Balts Risk to Grow Old in Waiting for Well-Being at the European Level


The Baltic countries — Estonia, Latvia, and Lithuania — have achieved relative European prosperity at best in a few decades. Such a conclusion was contained in the final declaration of a large conference organized by economists of SEB Bank, which was held recently in the Estonian city of Viljandi.

Entry into the "big European family", which the Baltic countries carried out 25 years ago, does not guarantee dairy shores, fertile rivers and thousands of salaries.

The withdrawal of representatives of the bank (SEB) Skandinaviska Enskilda Banken, the largest bank in Sweden, which invests in Latvia, Lithuania and Estonia, is disappointing for Balts.
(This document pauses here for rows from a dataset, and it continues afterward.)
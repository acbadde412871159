//! SQLite persistence for the identity cache and broadcast history.

use crate::config::DatabaseConfig;
use chrono::{DateTime, Utc};
use serde::{Deserialize, Serialize};
use sqlx::sqlite::{SqliteConnectOptions, SqliteJournalMode, SqlitePool, SqlitePoolOptions};
use sqlx::FromRow;
use std::str::FromStr;
use thiserror::Error;
use tracing::{debug, info, instrument};

/// Errors raised by the persistent store.
#[derive(Debug, Error)]
pub enum StoreError {
    #[error("Database error: {0}")]
    Database(#[from] sqlx::Error),

    #[error("Migration failed: {0}")]
    Migration(#[from] sqlx::migrate::MigrateError),
}

/// A capture dispatch, written once and never mutated.
#[derive(Debug, Clone, PartialEq, Eq, Serialize, Deserialize)]
pub struct BroadcastRecord {
    pub user_id: String,
    pub user_name: String,
    pub stream_id: String,
    pub recording_start: DateTime<Utc>,
    pub title: String,
    pub file_path: String,
}

/// Broadcast history row as stored.
#[derive(Debug, Clone, Serialize, Deserialize, FromRow)]
pub struct StoredBroadcast {
    pub id: i64,
    pub user_id: String,
    pub user_name: String,
    pub stream_id: String,
    pub recording_start: DateTime<Utc>,
    pub title: String,
    pub file_path: String,
    pub created_at: DateTime<Utc>,
}

/// Pooled SQLite store
#[derive(Debug, Clone)]
pub struct SqliteStore {
    pool: SqlitePool,
}

impl SqliteStore {
    /// Open (creating if missing) the database described by `config`.
    pub async fn connect(config: &DatabaseConfig) -> Result<Self, StoreError> {
        let options = SqliteConnectOptions::from_str(&config.url)?
            .create_if_missing(true)
            .journal_mode(SqliteJournalMode::Wal)
            .busy_timeout(config.busy_timeout());

        let pool = SqlitePoolOptions::new()
            .max_connections(config.max_connections)
            .connect_with(options)
            .await?;

        info!(url = %config.url, "Connected to SQLite database");

        Ok(Self { pool })
    }

    /// Wrap an existing pool.
    pub fn from_pool(pool: SqlitePool) -> Self {
        Self { pool }
    }

    /// Run database migrations
    pub async fn run_migrations(&self) -> Result<(), StoreError> {
        info!("Running database migrations");

        sqlx::migrate!("./migrations").run(&self.pool).await?;

        info!("Database migrations completed");
        Ok(())
    }

    /// Canonical ID cached for a lower-cased login name.
    pub async fn cached_user_id(&self, login: &str) -> Result<Option<String>, StoreError> {
        let row: Option<(String,)> = sqlx::query_as(
            r#"
            SELECT user_id
            FROM user_name_to_id_mapping
            WHERE user_name = ?1
            "#,
        )
        .bind(login)
        .fetch_optional(&self.pool)
        .await?;

        Ok(row.map(|(id,)| id))
    }

    /// Insert or replace the cached ID for a login name.
    #[instrument(skip(self))]
    pub async fn save_user_id(&self, login: &str, user_id: &str) -> Result<(), StoreError> {
        sqlx::query(
            r#"
            INSERT INTO user_name_to_id_mapping (user_name, user_id, updated_at)
            VALUES (?1, ?2, ?3)
            ON CONFLICT (user_name) DO UPDATE SET
                user_id = excluded.user_id,
                updated_at = excluded.updated_at
            "#,
        )
        .bind(login)
        .bind(user_id)
        .bind(Utc::now())
        .execute(&self.pool)
        .await?;

        debug!("Cached user id");
        Ok(())
    }

    /// Append a broadcast record; returns false if it was already present.
    #[instrument(skip(self, record), fields(user_id = %record.user_id, stream_id = %record.stream_id))]
    pub async fn insert_broadcast(&self, record: &BroadcastRecord) -> Result<bool, StoreError> {
        let result = sqlx::query(
            r#"
            INSERT INTO live_broadcast (
                user_id, user_name, stream_id, recording_start,
                title, file_path, created_at
            ) VALUES (?1, ?2, ?3, ?4, ?5, ?6, ?7)
            ON CONFLICT (stream_id, recording_start) DO NOTHING
            "#,
        )
        .bind(&record.user_id)
        .bind(&record.user_name)
        .bind(&record.stream_id)
        .bind(record.recording_start)
        .bind(&record.title)
        .bind(&record.file_path)
        .bind(Utc::now())
        .execute(&self.pool)
        .await?;

        metrics::counter!("recorder.broadcasts.persisted").increment(result.rows_affected());

        Ok(result.rows_affected() == 1)
    }

    /// Most recent broadcasts, newest first.
    pub async fn recent_broadcasts(&self, limit: i64) -> Result<Vec<StoredBroadcast>, StoreError> {
        let rows = sqlx::query_as::<_, StoredBroadcast>(
            r#"
            SELECT id, user_id, user_name, stream_id, recording_start,
                   title, file_path, created_at
            FROM live_broadcast
            ORDER BY id DESC
            LIMIT ?1
            "#,
        )
        .bind(limit)
        .fetch_all(&self.pool)
        .await?;

        Ok(rows)
    }

    /// All broadcasts recorded for one account, oldest first.
    pub async fn broadcasts_for_user(&self, user_id: &str) -> Result<Vec<StoredBroadcast>, StoreError> {
        let rows = sqlx::query_as::<_, StoredBroadcast>(
            r#"
            SELECT id, user_id, user_name, stream_id, recording_start,
                   title, file_path, created_at
            FROM live_broadcast
            WHERE user_id = ?1
            ORDER BY id ASC
            "#,
        )
        .bind(user_id)
        .fetch_all(&self.pool)
        .await?;

        Ok(rows)
    }

    /// Get the connection pool (for health checks)
    pub fn pool(&self) -> &SqlitePool {
        &self.pool
    }
}

#[cfg(test)]
pub(crate) async fn in_memory_store() -> SqliteStore {
    // A single connection keeps every query on the same in-memory database
    let pool = SqlitePoolOptions::new()
        .max_connections(1)
        .connect("sqlite::memory:")
        .await
        .unwrap();
    let store = SqliteStore::from_pool(pool);
    store.run_migrations().await.unwrap();
    store
}

#[cfg(test)]
mod tests {
    use super::*;
    use chrono::TimeZone;

    fn record(stream_id: &str, minute: u32) -> BroadcastRecord {
        BroadcastRecord {
            user_id: "42".to_string(),
            user_name: "foo".to_string(),
            stream_id: stream_id.to_string(),
            recording_start: Utc.with_ymd_and_hms(2024, 5, 1, 12, minute, 0).unwrap(),
            title: "hello".to_string(),
            file_path: "/srv/foo/file.mp4".to_string(),
        }
    }

    #[tokio::test]
    async fn test_user_id_cache_roundtrip() {
        let store = in_memory_store().await;

        assert_eq!(store.cached_user_id("foo").await.unwrap(), None);

        store.save_user_id("foo", "42").await.unwrap();
        assert_eq!(store.cached_user_id("foo").await.unwrap(), Some("42".to_string()));
    }

    #[tokio::test]
    async fn test_save_user_id_upserts() {
        let store = in_memory_store().await;

        store.save_user_id("foo", "42").await.unwrap();
        store.save_user_id("foo", "43").await.unwrap();

        let count: (i64,) = sqlx::query_as("SELECT COUNT(*) FROM user_name_to_id_mapping")
            .fetch_one(store.pool())
            .await
            .unwrap();
        assert_eq!(count.0, 1);
        assert_eq!(store.cached_user_id("foo").await.unwrap(), Some("43".to_string()));
    }

    #[tokio::test]
    async fn test_insert_broadcast_is_idempotent() {
        let store = in_memory_store().await;

        assert!(store.insert_broadcast(&record("123", 0)).await.unwrap());
        assert!(!store.insert_broadcast(&record("123", 0)).await.unwrap());
        // Same stream re-dispatched later is a separate capture
        assert!(store.insert_broadcast(&record("123", 30)).await.unwrap());

        let rows = store.broadcasts_for_user("42").await.unwrap();
        assert_eq!(rows.len(), 2);
        assert_eq!(rows[0].stream_id, "123");
        assert_eq!(rows[0].recording_start, record("123", 0).recording_start);
        assert_eq!(rows[0].file_path, "/srv/foo/file.mp4");
    }

    #[tokio::test]
    async fn test_recent_broadcasts_newest_first() {
        let store = in_memory_store().await;

        store.insert_broadcast(&record("1", 0)).await.unwrap();
        store.insert_broadcast(&record("2", 1)).await.unwrap();
        store.insert_broadcast(&record("3", 2)).await.unwrap();

        let rows = store.recent_broadcasts(2).await.unwrap();
        let ids: Vec<_> = rows.iter().map(|r| r.stream_id.as_str()).collect();
        assert_eq!(ids, vec!["3", "2"]);
    }
}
Economists at this bank believe that the former Soviet Baltic republics will take several decades to achieve a level of well-being in the northern countries of Europe. It was about Finland and Sweden. The most prosperous in the north of Europe - Norway - was not even considered.

The event in Viljandi just had to compare the indicators and determine the ways to achieve the goal of the Balts - to become the same as Europe. But “how Europe” can become only by the end of the XXI century, and even that is not a fact. The economy after the release of the shackles of the damned Soviet past is almost gone. And ahead are the problems of demography, mass departure and all the charms of tolerant Europe.
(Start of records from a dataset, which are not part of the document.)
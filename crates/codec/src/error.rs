use std::io;

use dbimage::ImageError;
use thiserror::Error;

/// Failures while decoding or encoding an image.
///
/// Everything except `Io` means the bytes on disk do not describe a valid
/// image.
#[derive(Debug, Error)]
pub enum CodecError {
    #[error("io error: {0}")]
    Io(#[from] io::Error),
    #[error("image size mismatch: expected {expected} bytes, found {actual}")]
    SizeMismatch { expected: u64, actual: u64 },
    #[error("invalid header: max_data {max_data}, max_rows {max_rows}")]
    InvalidHeader { max_data: u32, max_rows: u32 },
    #[error("invalid occupancy flag {flag} in slot {slot}")]
    InvalidFlag { slot: u32, flag: u8 },
    #[error("unterminated {field} in slot {slot}")]
    Unterminated { slot: u32, field: &'static str },
    #[error("{field} in slot {slot} is not valid utf-8")]
    InvalidText { slot: u32, field: &'static str },
    #[error(transparent)]
    Image(#[from] ImageError),
}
It is human nature to compare yourself with those who are even better off. The Nordic countries are not far from us in terms of both geography and culture. Therefore, residents of the Baltic States like to compare themselves with the prosperous Scandinavia. Even after the correction of living expenses, the GDP of Sweden and Finland per capita is one and a half to two times higher than the level of the Baltic countries.

An interesting observation from the Baltic press: it is noted that over the past five to seven years, Lithuania, Latvia and especially Estonia have managed to achieve economic growth, “however, the future development prospects are unclear.” In particular, because labor costs are rising. In this regard, it became unprofitable for western investors to open enterprises in the Baltic States.

SEB analysts recognize that it will take several decades, perhaps even several generations, to achieve the welfare level of the northern Baltic countries.

But that's not all.

Get rid of the Soviet past

This was not mentioned in the conference room in Estonia, but the reasons for the lack of breakthroughs in the local economy lie in the fact that with the accession of these countries to the EU, the Soviet and Russian imperial past was eliminated. Including the decisions of the new "Big Brother" - the EU.

In Latvia, the largest metallurgical plant Liepāja Metallurgs, which gave 15% of the country's GDP, went bankrupt. Brussels initially banned the purchase of scrap metal in Russia, then rejected contracts with its neighbor - Kaliningrad. Now the plant drains a miserable existence, the workers have departed to other countries.

In Latvia, there is also no more fishing fleet, no agriculture, fish processing and sugar beet processing enterprises. The ports of Ventspils and Liepaja stand idle after Russia redirects its cargo flows to its own ports after the russophobic rhetoric of Latvian politicians.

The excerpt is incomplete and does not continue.